§ **PROVIDED MATERIAL**
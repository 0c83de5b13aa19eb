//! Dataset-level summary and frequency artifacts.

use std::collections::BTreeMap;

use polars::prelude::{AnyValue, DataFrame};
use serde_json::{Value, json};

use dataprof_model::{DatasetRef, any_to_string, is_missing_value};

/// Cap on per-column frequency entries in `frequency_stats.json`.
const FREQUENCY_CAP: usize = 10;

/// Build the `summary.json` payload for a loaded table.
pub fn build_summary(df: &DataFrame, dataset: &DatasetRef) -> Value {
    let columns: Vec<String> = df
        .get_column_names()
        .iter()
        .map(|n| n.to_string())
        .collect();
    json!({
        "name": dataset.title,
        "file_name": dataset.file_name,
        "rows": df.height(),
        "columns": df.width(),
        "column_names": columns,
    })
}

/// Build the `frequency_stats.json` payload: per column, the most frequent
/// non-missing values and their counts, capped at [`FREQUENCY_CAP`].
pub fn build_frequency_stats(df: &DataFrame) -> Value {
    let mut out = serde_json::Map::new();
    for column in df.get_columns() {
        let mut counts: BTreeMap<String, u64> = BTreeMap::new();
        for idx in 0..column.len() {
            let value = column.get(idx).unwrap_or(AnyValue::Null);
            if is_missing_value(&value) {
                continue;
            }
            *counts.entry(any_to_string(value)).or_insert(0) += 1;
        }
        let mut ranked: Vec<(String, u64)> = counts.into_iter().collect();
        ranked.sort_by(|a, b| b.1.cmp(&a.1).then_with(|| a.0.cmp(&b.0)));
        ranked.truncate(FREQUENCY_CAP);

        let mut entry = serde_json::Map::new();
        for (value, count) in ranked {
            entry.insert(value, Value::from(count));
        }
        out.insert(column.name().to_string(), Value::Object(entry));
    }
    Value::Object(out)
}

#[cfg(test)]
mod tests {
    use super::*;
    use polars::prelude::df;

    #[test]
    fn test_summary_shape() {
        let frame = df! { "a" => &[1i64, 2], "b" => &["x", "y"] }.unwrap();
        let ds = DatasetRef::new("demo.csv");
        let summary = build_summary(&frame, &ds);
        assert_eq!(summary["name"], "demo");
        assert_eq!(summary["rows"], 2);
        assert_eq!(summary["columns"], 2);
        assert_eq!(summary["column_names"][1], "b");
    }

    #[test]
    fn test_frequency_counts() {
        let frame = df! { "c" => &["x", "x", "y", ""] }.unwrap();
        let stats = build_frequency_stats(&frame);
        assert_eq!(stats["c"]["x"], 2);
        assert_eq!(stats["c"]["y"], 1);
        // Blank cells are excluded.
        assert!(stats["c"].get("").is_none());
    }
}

--

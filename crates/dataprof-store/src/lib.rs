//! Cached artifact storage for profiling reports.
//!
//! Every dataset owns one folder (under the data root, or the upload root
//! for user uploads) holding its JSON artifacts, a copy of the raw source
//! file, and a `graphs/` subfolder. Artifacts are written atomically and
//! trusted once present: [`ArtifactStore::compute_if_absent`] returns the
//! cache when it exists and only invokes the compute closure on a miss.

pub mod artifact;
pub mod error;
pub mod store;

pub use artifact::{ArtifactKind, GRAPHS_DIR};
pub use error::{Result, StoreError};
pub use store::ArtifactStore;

§ **WHAT TO DO**
Could you give the number of lines in the entries that contain the string "Object"? Only the number, please.

§ **TASK OUTPUT**
2